A valorização da carne enquanto ingrediente nobre se intensifica, não apenas por uma questão macro-econômica, mas porque as pessoas passaram a se preocupar com a cadeia de produção animal mesmo não sendo vegetarianas. Açougues “éticos” e a demanda por certificação de abate humanitário também crescem — outros cortes começam a surgir, segundo relatório da estadunidense National Restaurant Association (NRA), como shoulder tender, oyster steak e merlot cut.
Menos carne, mais proteína
Se o consumo de carne diminui, o volume de proteína não: proteína vegetal continua sendo a base para fazer produtos similares a carnes, laticínios e outros produtos de origem animal.
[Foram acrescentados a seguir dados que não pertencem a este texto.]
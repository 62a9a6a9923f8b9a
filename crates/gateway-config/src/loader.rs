//! Configuration loading.

use crate::config::{GatewayConfig, ProviderSettings};
use crate::error::ConfigError;
use gateway_core::{ProviderType, TenantConfig};
use secrecy::SecretString;
use serde::de::DeserializeOwned;
use std::path::{Path, PathBuf};
use std::time::Duration;
use tracing::{debug, info, warn};

/// Supported file formats
#[derive(Debug, Clone, Copy, PartialEq, Eq)]
pub enum ConfigFormat {
    /// YAML (`.yaml`, `.yml`)
    Yaml,
    /// TOML (`.toml`)
    Toml,
    /// JSON (`.json`)
    Json,
}

impl ConfigFormat {
    /// Pick a format from a file extension
    ///
    /// # Errors
    /// Returns `ConfigError::UnsupportedFormat` for other extensions
    pub fn from_path(path: &Path) -> Result<Self, ConfigError> {
        let ext = path
            .extension()
            .and_then(|e| e.to_str())
            .map(str::to_ascii_lowercase)
            .unwrap_or_default();
        match ext.as_str() {
            "yaml" | "yml" => Ok(Self::Yaml),
            "toml" => Ok(Self::Toml),
            "json" => Ok(Self::Json),
            _ => Err(ConfigError::UnsupportedFormat(path.display().to_string())),
        }
    }

    fn parse<T: DeserializeOwned>(self, content: &str) -> Result<T, String> {
        match self {
            Self::Yaml => serde_yaml::from_str(content).map_err(|e| e.to_string()),
            Self::Toml => toml::from_str(content).map_err(|e| e.to_string()),
            Self::Json => serde_json::from_str(content).map_err(|e| e.to_string()),
        }
    }
}

/// Builder-style configuration loader
#[derive(Debug, Clone)]
pub struct ConfigLoader {
    file: Option<PathBuf>,
    env_overrides: bool,
    env_providers: bool,
}

impl Default for ConfigLoader {
    fn default() -> Self {
        Self::new()
    }
}

impl ConfigLoader {
    /// Create a loader that reads defaults plus environment
    #[must_use]
    pub fn new() -> Self {
        Self {
            file: None,
            env_overrides: true,
            env_providers: true,
        }
    }

    /// Read the given configuration file
    #[must_use]
    pub fn with_file(mut self, path: impl Into<PathBuf>) -> Self {
        self.file = Some(path.into());
        self
    }

    /// Apply `GATEWAY_*` and `CIRCUIT_*` environment overrides
    #[must_use]
    pub fn with_env_overrides(mut self, enabled: bool) -> Self {
        self.env_overrides = enabled;
        self
    }

    /// Discover providers from API key variables when none are configured
    #[must_use]
    pub fn with_env_providers(mut self, enabled: bool) -> Self {
        self.env_providers = enabled;
        self
    }

    /// Load, normalize, and validate the configuration
    ///
    /// # Errors
    /// Returns `ConfigError` on unreadable, unparsable, or invalid configuration
    pub async fn load(&self) -> Result<GatewayConfig, ConfigError> {
        let mut config = match &self.file {
            Some(path) => read_file::<GatewayConfig>(path).await?,
            None => GatewayConfig::default(),
        };

        if let Some(dir) = config.tenants_dir.clone() {
            let dir = match (&self.file, dir.is_relative()) {
                (Some(file), true) => file.parent().map_or(dir.clone(), |parent| parent.join(&dir)),
                _ => dir,
            };
            let tenants = load_tenants_dir(&dir).await?;
            config.tenants.extend(tenants);
        }

        let lookup = |key: &str| std::env::var(key).ok();

        if self.env_overrides {
            apply_env_overrides(&mut config, lookup);
        }

        if config.providers.is_empty() && self.env_providers {
            config.providers = providers_from_env(lookup);
            debug!(
                providers = config.providers.len(),
                "Discovered providers from environment"
            );
        }

        config.normalize();
        config.validate_all()?;

        info!(
            providers = config.providers.len(),
            tenants = config.tenants.len(),
            "Configuration loaded"
        );

        Ok(config)
    }
}

/// Load configuration from `GATEWAY_CONFIG` if set, otherwise defaults plus environment
///
/// # Errors
/// Returns `ConfigError` if the configuration is unreadable or invalid
pub async fn load_config() -> Result<GatewayConfig, ConfigError> {
    let mut loader = ConfigLoader::new();
    if let Ok(path) = std::env::var("GATEWAY_CONFIG") {
        loader = loader.with_file(path);
    }
    loader.load().await
}

/// Parse configuration text in the given format
///
/// # Errors
/// Returns `ConfigError::Parse` on malformed input
pub fn parse_str(content: &str, format: ConfigFormat) -> Result<GatewayConfig, ConfigError> {
    format.parse(content).map_err(|message| ConfigError::Parse {
        path: PathBuf::from("<inline>"),
        message,
    })
}

async fn read_file<T: DeserializeOwned>(path: &Path) -> Result<T, ConfigError> {
    let format = ConfigFormat::from_path(path)?;
    let content = tokio::fs::read_to_string(path)
        .await
        .map_err(|source| ConfigError::Io {
            path: path.to_path_buf(),
            source,
        })?;
    format.parse(&content).map_err(|message| ConfigError::Parse {
        path: path.to_path_buf(),
        message,
    })
}

/// Load one tenant per file from a directory.
///
/// Files with unsupported extensions are skipped. A tenant without an `id`
/// takes the file stem.
///
/// # Errors
/// Returns `ConfigError` if the directory or a tenant file cannot be read
pub async fn load_tenants_dir(dir: &Path) -> Result<Vec<TenantConfig>, ConfigError> {
    let mut entries = tokio::fs::read_dir(dir)
        .await
        .map_err(|source| ConfigError::Io {
            path: dir.to_path_buf(),
            source,
        })?;

    let mut paths = Vec::new();
    while let Some(entry) = entries.next_entry().await.map_err(|source| ConfigError::Io {
        path: dir.to_path_buf(),
        source,
    })? {
        let path = entry.path();
        if ConfigFormat::from_path(&path).is_ok() {
            paths.push(path);
        }
    }
    paths.sort();

    let mut tenants = Vec::with_capacity(paths.len());
    for path in paths {
        let mut tenant: TenantConfig = read_file(&path).await?;
        if tenant.id.is_empty() {
            tenant.id = path
                .file_stem()
                .and_then(|s| s.to_str())
                .unwrap_or_default()
                .to_string();
        }
        debug!(tenant = %tenant.id, path = %path.display(), "Loaded tenant file");
        tenants.push(tenant);
    }

    Ok(tenants)
}

fn parse_env<T: std::str::FromStr>(key: &str, value: &str) -> Option<T> {
    let parsed = value.trim().parse().ok();
    if parsed.is_none() {
        warn!(key = key, value = value, "Ignoring unparsable environment override");
    }
    parsed
}

/// Apply environment overrides using the given variable lookup
pub fn apply_env_overrides(config: &mut GatewayConfig, lookup: impl Fn(&str) -> Option<String>) {
    if let Some(host) = lookup("GATEWAY_HOST") {
        config.server.host = host;
    }
    if let Some(port) = lookup("GATEWAY_PORT").and_then(|v| parse_env("GATEWAY_PORT", &v)) {
        config.server.port = port;
    }
    if let Some(token) = lookup("GATEWAY_AUTH_TOKEN").filter(|t| !t.is_empty()) {
        config.server.auth_token = Some(SecretString::new(token));
    }
    if let Some(level) = lookup("GATEWAY_LOG_LEVEL") {
        config.logging.level = level;
    }
    if let Some(rps) = lookup("GATEWAY_RATE_RPS").and_then(|v| parse_env("GATEWAY_RATE_RPS", &v))
    {
        config.default_tenant.rate_limit.refill_per_sec = rps;
    }
    if let Some(burst) =
        lookup("GATEWAY_RATE_BURST").and_then(|v| parse_env("GATEWAY_RATE_BURST", &v))
    {
        config.default_tenant.rate_limit.capacity = burst;
    }
    if let Some(threshold) = lookup("CIRCUIT_FAILURE_THRESHOLD")
        .and_then(|v| parse_env("CIRCUIT_FAILURE_THRESHOLD", &v))
    {
        config.breaker.failure_threshold = threshold;
    }
    if let Some(ms) =
        lookup("CIRCUIT_RESET_TIME_MS").and_then(|v| parse_env::<u64>("CIRCUIT_RESET_TIME_MS", &v))
    {
        config.breaker.cooldown = Duration::from_millis(ms);
    }
}

/// Build provider settings from well-known environment variables.
///
/// The local Ollama endpoint is always included; cloud providers are added
/// for each API key that is present.
pub fn providers_from_env(lookup: impl Fn(&str) -> Option<String>) -> Vec<ProviderSettings> {
    let mut providers = vec![ProviderSettings::new("ollama", ProviderType::Ollama)
        .with_endpoint(
            lookup("OLLAMA_BASE_URL").unwrap_or_else(|| "http://localhost:11434".to_string()),
        )
        .with_default_model(lookup("OLLAMA_MODEL").unwrap_or_else(|| "llama3.2".to_string()))];

    let cloud = [
        ("OPENAI_API_KEY", "openai", ProviderType::OpenAI, "gpt-4o-mini"),
        (
            "ANTHROPIC_API_KEY",
            "anthropic",
            ProviderType::Anthropic,
            "claude-3-haiku-20240307",
        ),
        (
            "OPENROUTER_API_KEY",
            "openrouter",
            ProviderType::OpenRouter,
            "openai/gpt-4o-mini",
        ),
    ];

    for (var, id, provider_type, model) in cloud {
        if let Some(key) = lookup(var).filter(|k| !k.is_empty()) {
            info!(provider = id, "Registering provider from environment");
            providers.push(
                ProviderSettings::new(id, provider_type)
                    .with_api_key(key)
                    .with_default_model(model),
            );
        }
    }

    providers
}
A proteína de ervilha toma o espaço da soja como base para estes produtos plant based e depois de uma popularização de leites vegetais de soja e amêndoa nos mercados americano e europeu, a aveia será mais explorada pelo setor.
Algas e cogumelos entram como ingredientes para acrescentar sabor e cor a produtos como snacks e substitutos para carnes, por concentrarem moléculas responsáveis pelo gosto umami e apresentarem alto valor nutricional: a indústria aposta na estratégia de “dois coelhos em uma cajadada só”.
O relatório da WGSN traz o termo “palato pós-industrial” da antropóloga Tania Ahmad para definir a combinação de uma comfort food, um prato nostálgico, porém composto de ingredientes tecnológicos, como “carne de plantas”. A WGSN aponta a carne como um “novo luxo”, ao lado de bebidas alcoólicas e do (bom) chocolate.
Comida compartilhável
A expressão “comida compartilhável” pode ser lida nos dois sentidos: para repartir com outras pessoas e/ou um prato que rende uma bela foto para as redes sociais.
“Os restaurantes vão se tornar cada vez mais templos para comida de socialização e de prazer”, vaticina Tonon. Quando o hábito de beliscar se tornar mais cotidiano, é possível que seja feita uma única refeição por dia, daquelas como manda o figurino: sentado à mesa, com companhia e com preparos que sejam “comida de verdade” na aparência. “Se antes você tinha que comer uma bolacha, fruta ou salgadinho na pausa da tarde, hoje a indústria tem uma coisa pequena que envolve hedonismo e nutrição para esse momento”.
Para Mileck, comer como uma atividade social ficará em evidência no próximo ano, mas não será cotidiana. “Vai diminuir, mas haverá uma procura por experiências mais autênticas fora de casa”, aposta.
Mais cores na apresentação dos pratos e a aposta é nos tons de azuis e roxos, como batata-doce, milho, algas (espirulina, por exemplo), manjericão, repolho e a flor da ervilha-borboleta (clitoria), que tinge de azul o preparo quando reage com um ácido. Abrasileirando o tom, o jenipapo como tonalizante para massas e cremes pode se popularizar.
Cores vibrantes como vermelho da beterraba, o verde do matchá e o amarelo da cúrcuma também pintarão nos pratos. A cor será uma das estratégias adotadas pelos restaurantes para aparecer mais no seu feed: quanto mais bonito e surpreendente o prato, mais engajamento a foto gera nas redes sociais.